Tuesday, October 24, 2006

Niall Ferguson

Niall Ferguson, Harvard Professor, has a new work out---War of the World: 20th Century Conflict and the Descent of the West.

Ferguson's website--complete with smashing photo on the front.

Here he is on ForeignExchange with Fareed Zakaria (if you are wanting to skip ahead, though the other pieces are excellent, minute 10 or so).

And on RadioOpenSource.

Ferguson, you'll note criticizes some of the thinkers/policies I've recommended in this blog. To me its a trialogue with Thomas Barnett, John Robb (Global Guerillas), and Niall Ferguson. Staying with these three has really, I feel, sharpened my thinking around global order.

Ferguson's last book was Empire--which essentially argued that the US is acting like an Empire, needs to admit it, and go about doing it well. That didn't exactly happen, so this book is considered likely his masterpiece.

Ferguson is easily dismissed by some as a colonial imperialist, wishing for the glorious days of yesteryear (he is Scot-British). But that's a little too easy.

What War of the World does is track the main instigators behind the brutality of the 20th century. Ferguson identifies three "e"s for "easy" (sorry) reference: economics, empire, and ethnicities. [If you remember nothing else, remember these three].

Empire. Or more properly the dis-integration of them. The British empire's collapse. But more imporantly the falling of the Hapsburgs and the Ottoman Empire. The bulk of violence in the 20th century resided in Central and Eastern Europe.

Ethnicities. The Austro-Hungarian and Ottoman Emipres were the empires par excellence of multiple ethnicities/religions/cultures. When Empires fall, the vacuumn leaves political jockeying, often violent.

Economics. When a market-middle class has not truly emerged and democracy is introduced...as it was by President Wison after WWI into the attempt to create nation-state, then democracies can ignite sectarian conflict. As groups vote according to religion-culture-ethnicity.

Now think Iraq and the 21st century across the Middle East. Volatile economics (check), ethnicities (check), and dying Empires (check).

Ferguson also sharply criticizes the Biden plan (tripartite division of Iraq). While I think he is generally right that such a division will cause mass killing, but truth be told I think it is happening anyway and the US can't really do much about it.

I think Iraq is becoming the Balkans to an exponential power.
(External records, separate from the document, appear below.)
//! Subscriber connections.
//!
//! Each socket gets a reader pump and a writer pump. Whichever pump fails
//! first tears the client down; [`ClientLiveness::mark_dead`] makes sure the
//! hub hears about it exactly once.

use std::sync::atomic::{AtomicBool, Ordering};
use std::sync::{Arc, Mutex, PoisonError};
use std::time::Duration;

use axum::body::Bytes;
use axum::extract::ws::{Message, WebSocket};
use chrono::{DateTime, Utc};
use fleetd_protocol::payloads::{CLIENT_ID_REQUEST, ERROR, ProtocolNotice};
use fleetd_protocol::{EventMessage, EventType};
use futures::stream::{SplitSink, SplitStream};
use futures::{SinkExt, StreamExt};
use log::{debug, info, warn};
use serde::Deserialize;
use serde_json::Value;
use tokio::sync::mpsc;
use tokio::time::{Instant, interval_at, timeout};
use tokio_util::sync::CancellationToken;

use super::hub::EventHub;

/// Who is on the other end of a subscriber socket.
#[derive(Debug, Clone, PartialEq, Eq, Default)]
pub struct ClientIdentity {
    pub user_id: String,
    pub username: String,
}

/// Heartbeat bookkeeping shared between the pumps and the hub.
#[derive(Debug)]
pub struct ClientLiveness {
    alive: AtomicBool,
    last_ping_at: Mutex<DateTime<Utc>>,
    last_pong_at: Mutex<DateTime<Utc>>,
}

impl ClientLiveness {
    fn new(now: DateTime<Utc>) -> Self {
        Self {
            alive: AtomicBool::new(true),
            last_ping_at: Mutex::new(now),
            last_pong_at: Mutex::new(now),
        }
    }

    pub fn is_alive(&self) -> bool {
        self.alive.load(Ordering::Acquire)
    }

    /// Flip alive to dead. Only the first caller gets `true`.
    pub fn mark_dead(&self) -> bool {
        self.alive
            .compare_exchange(true, false, Ordering::AcqRel, Ordering::Acquire)
            .is_ok()
    }

    pub fn touch_ping(&self) {
        *self.last_ping_at.lock().unwrap_or_else(PoisonError::into_inner) = Utc::now();
    }

    pub fn touch_pong(&self) {
        *self.last_pong_at.lock().unwrap_or_else(PoisonError::into_inner) = Utc::now();
    }

    pub fn last_ping_at(&self) -> DateTime<Utc> {
        *self.last_ping_at.lock().unwrap_or_else(PoisonError::into_inner)
    }

    pub fn last_pong_at(&self) -> DateTime<Utc> {
        *self.last_pong_at.lock().unwrap_or_else(PoisonError::into_inner)
    }
}

/// A registered subscriber as the hub engine sees it.
#[derive(Debug)]
pub struct HubClient {
    pub id: String,
    pub identity: ClientIdentity,
    pub remote_ip: Option<String>,
    pub connected_at: DateTime<Utc>,
    liveness: Arc<ClientLiveness>,
    mailbox: mpsc::Sender<EventMessage>,
}

impl HubClient {
    /// Create a client and the receiving end of its mailbox.
    pub fn new(
        identity: ClientIdentity,
        remote_ip: Option<String>,
        mailbox_size: usize,
    ) -> (Self, mpsc::Receiver<EventMessage>) {
        let (tx, rx) = mpsc::channel(mailbox_size.max(1));
        let now = Utc::now();
        let client = Self {
            id: uuid::Uuid::new_v4().to_string(),
            identity,
            remote_ip,
            connected_at: now,
            liveness: Arc::new(ClientLiveness::new(now)),
            mailbox: tx,
        };
        (client, rx)
    }

    pub fn liveness(&self) -> Arc<ClientLiveness> {
        self.liveness.clone()
    }

    pub(crate) fn mailbox(&self) -> &mpsc::Sender<EventMessage> {
        &self.mailbox
    }
}

/// Loose shape of what subscribers send us. Older clients send
/// `{"type": "client-id"}` rather than a `system` message.
#[derive(Debug, Deserialize)]
struct ClientRequest {
    #[serde(default)]
    id: Option<String>,
    #[serde(rename = "type", alias = "event_type", default)]
    kind: String,
    #[serde(default)]
    message: String,
    #[serde(default)]
    body: Value,
}

impl ClientRequest {
    fn into_event(self) -> Result<EventMessage, String> {
        let (event_type, message) = if self.kind.eq_ignore_ascii_case(CLIENT_ID_REQUEST) {
            (EventType::System, CLIENT_ID_REQUEST.to_string())
        } else {
            let event_type = self.kind.parse::<EventType>().map_err(|e| e.to_string())?;
            (event_type, self.message)
        };

        let mut event = EventMessage::new(event_type, message);
        if let Some(id) = self.id.filter(|id| !id.is_empty()) {
            event.id = id;
        }
        event.body = self.body;
        Ok(event)
    }
}

/// Per-connection state shared by both pumps.
struct ClientSession {
    id: String,
    hub: Arc<EventHub>,
    liveness: Arc<ClientLiveness>,
    closed: CancellationToken,
}

impl ClientSession {
    /// Runs at most once per client, whichever pump gets here first.
    async fn teardown(&self) {
        if self.liveness.mark_dead() {
            if let Err(e) = self.hub.unregister_client(&self.id).await {
                debug!("unregister of client {} skipped: {}", self.id, e);
            }
            info!("subscriber {} disconnected", self.id);
        }
        self.closed.cancel();
    }

    async fn reply_error(&self, error: String) {
        let notice = ProtocolNotice {
            error,
            valid_types: Vec::new(),
        };
        if let Err(e) = self
            .hub
            .send_to_client(&self.id, EventType::System, ERROR, notice)
            .await
        {
            debug!("could not report protocol error to {}: {}", self.id, e);
        }
    }

    async fn handle_text(&self, text: &str) {
        let request = match serde_json::from_str::<ClientRequest>(text) {
            Ok(request) => request,
            Err(e) => {
                warn!("malformed message from subscriber {}: {}", self.id, e);
                self.reply_error(format!("invalid message: {e}")).await;
                return;
            }
        };

        match request.into_event() {
            Ok(event) => self.hub.dispatch_client_message(&self.id, event),
            Err(e) => self.reply_error(e).await,
        }
    }
}

/// Register `socket` with the hub and run both pumps until the connection ends.
pub async fn serve_client(
    socket: WebSocket,
    hub: Arc<EventHub>,
    identity: ClientIdentity,
    remote_ip: Option<String>,
    requested: Vec<String>,
) {
    let settings = hub.settings().clone();
    let (client, mailbox) = HubClient::new(identity, remote_ip, settings.mailbox_size);
    let id = client.id.clone();
    let liveness = client.liveness();

    let mut socket = socket;
    if let Err(e) = hub.register_client(client, requested).await {
        warn!("failed to register subscriber {}: {}", id, e);
        let _ = socket.send(Message::Close(None)).await;
        return;
    }

    let session = Arc::new(ClientSession {
        id,
        hub,
        liveness,
        closed: CancellationToken::new(),
    });

    let (sink, stream) = socket.split();
    let writer = tokio::spawn(write_pump(
        session.clone(),
        sink,
        mailbox,
        settings.ping_interval,
        settings.write_timeout,
    ));
    read_pump(session.clone(), stream, settings.pong_timeout).await;
    let _ = writer.await;
}

async fn write_frame(
    sink: &mut SplitSink<WebSocket, Message>,
    frame: Message,
    deadline: Duration,
) -> Result<(), String> {
    match timeout(deadline, sink.send(frame)).await {
        Ok(Ok(())) => Ok(()),
        Ok(Err(e)) => Err(e.to_string()),
        Err(_) => Err("write deadline exceeded".to_string()),
    }
}

async fn write_pump(
    session: Arc<ClientSession>,
    mut sink: SplitSink<WebSocket, Message>,
    mut mailbox: mpsc::Receiver<EventMessage>,
    ping_interval: Duration,
    write_timeout: Duration,
) {
    let mut ping = interval_at(Instant::now() + ping_interval, ping_interval);

    loop {
        tokio::select! {
            _ = session.closed.cancelled() => break,

            next = mailbox.recv() => {
                let Some(message) = next else {
                    // Hub dropped the mailbox: unregistered or shutting down.
                    let _ = write_frame(&mut sink, Message::Close(None), write_timeout).await;
                    break;
                };
                if let Err(e) = write_frame(&mut sink, Message::Text(message.to_json().into()), write_timeout).await {
                    warn!("write to subscriber {} failed: {}", session.id, e);
                    break;
                }
            }

            _ = ping.tick() => {
                session.liveness.touch_ping();
                if let Err(e) = write_frame(&mut sink, Message::Ping(Bytes::new()), write_timeout).await {
                    debug!("ping to subscriber {} failed: {}", session.id, e);
                    break;
                }
            }
        }
    }

    session.teardown().await;
}

async fn read_pump(session: Arc<ClientSession>, mut stream: SplitStream<WebSocket>, pong_timeout: Duration) {
    loop {
        let next = tokio::select! {
            _ = session.closed.cancelled() => break,
            next = timeout(pong_timeout, stream.next()) => next,
        };

        let frame = match next {
            Err(_) => {
                warn!("subscriber {} missed its heartbeat deadline", session.id);
                break;
            }
            Ok(None) => break,
            Ok(Some(Err(e))) => {
                debug!("read from subscriber {} failed: {}", session.id, e);
                break;
            }
            Ok(Some(Ok(frame))) => frame,
        };

        match frame {
            Message::Text(text) => session.handle_text(text.as_str()).await,
            Message::Binary(data) => session.handle_text(&String::from_utf8_lossy(&data)).await,
            Message::Pong(_) => session.liveness.touch_pong(),
            // axum answers pings itself
            Message::Ping(_) => {}
            Message::Close(_) => break,
        }
    }

    session.teardown().await;
}

#[cfg(test)]
mod tests {
    use super::*;

    #[test]
    fn mark_dead_succeeds_once() {
        let liveness = ClientLiveness::new(Utc::now());
        assert!(liveness.is_alive());
        assert!(liveness.mark_dead());
        assert!(!liveness.mark_dead());
        assert!(!liveness.is_alive());
    }

    #[test]
    fn legacy_client_id_request_becomes_system_message() {
        let request: ClientRequest =
            serde_json::from_str(r#"{"id":"req-9","type":"client-id"}"#).unwrap();
        let event = request.into_event().unwrap();
        assert_eq!(event.event_type, EventType::System);
        assert_eq!(event.message, CLIENT_ID_REQUEST);
        assert_eq!(event.id, "req-9");
    }

    #[test]
    fn unknown_type_is_rejected() {
        let request: ClientRequest = serde_json::from_str(r#"{"type":"bogus"}"#).unwrap();
        assert!(request.into_event().is_err());
    }

    #[tokio::test]
    async fn new_client_has_open_mailbox() {
        let (client, mut rx) = HubClient::new(ClientIdentity::default(), None, 2);
        client
            .mailbox()
            .try_send(EventMessage::new(EventType::Global, "hi"))
            .unwrap();
        assert_eq!(rx.recv().await.unwrap().message, "hi");
        assert!(client.liveness().is_alive());
    }
}
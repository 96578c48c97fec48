//! Router construction.

use axum::Router;
use axum::middleware;
use axum::routing::{get, post};
use tower_http::trace::{DefaultMakeSpan, DefaultOnRequest, DefaultOnResponse, TraceLayer};
use tracing::Level;

use super::auth::CurrentUser;
use super::handlers;
use super::state::AppState;
use crate::events::subscribe_handler;

pub fn create_router(state: AppState) -> Router {
    let trace_layer = TraceLayer::new_for_http()
        .make_span_with(DefaultMakeSpan::new().level(Level::DEBUG))
        .on_request(DefaultOnRequest::new().level(Level::DEBUG))
        .on_response(DefaultOnResponse::new().level(Level::DEBUG));

    let api = Router::new()
        .route("/v1/events/subscribe", get(subscribe_handler))
        .route("/v1/events/unsubscribe", post(handlers::unsubscribe))
        .route("/v1/events/stats", get(handlers::event_stats))
        .route("/v1/orchestrator/hosts", get(handlers::list_hosts))
        .route("/v1/orchestrator/hosts/{host_id}", get(handlers::get_host))
        .route("/v1/orchestrator/refresh", post(handlers::refresh))
        .route(
            "/v1/orchestrator/hosts/{host_id}/machines/{vm_id}",
            axum::routing::delete(handlers::delete_vm),
        )
        .route(
            "/v1/orchestrator/hosts/{host_id}/machines/{vm_id}/{action}",
            post(handlers::vm_action),
        )
        .route(
            "/v1/orchestrator/hosts/{host_id}/catalog/cache",
            get(handlers::catalog_cache).delete(handlers::delete_catalog_cache),
        );

    let api = if state.dev_mode {
        let admin = CurrentUser::dev_admin();
        api.layer(middleware::from_fn(
            move |mut req: axum::http::Request<axum::body::Body>, next: middleware::Next| {
                let admin = admin.clone();
                async move {
                    req.extensions_mut().insert(admin);
                    next.run(req).await
                }
            },
        ))
    } else {
        api
    };

    Router::new()
        .route("/health", get(handlers::health))
        .nest("/api", api)
        .layer(trace_layer)
        .with_state(state)
}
The subtitle of the book is the Descent of the West. Which means as the West descends, the East rises. We have too often, and Ferguson is right one here, seen the 20th century as the victory of the West liberal democracy etc. Except that the Old Core, Old Europe is moribund. See the 20th century as the release of Asia/Africa from Western control--India, de-colonialization, the rise of China, etc.

The US, as Ferguson argues, is not built for imperial adventures--they will have to fight the Global Guerillas and need the SysAdmin of Barnett to do so. Here Ferguson sees only a more frightening future, with no empire to step up to the plate. China with its traditional Middle Kingdom notion not interested in political exportation/interference with other nations around the globe.

This is why Ferguson sees more bloodshed not less in the 21st. I see his work as the projection of what will likely happen if the US does follow a Barnett-like transfer to new connections, partnerships with New Rising powers (China, India, Brazil, etc.).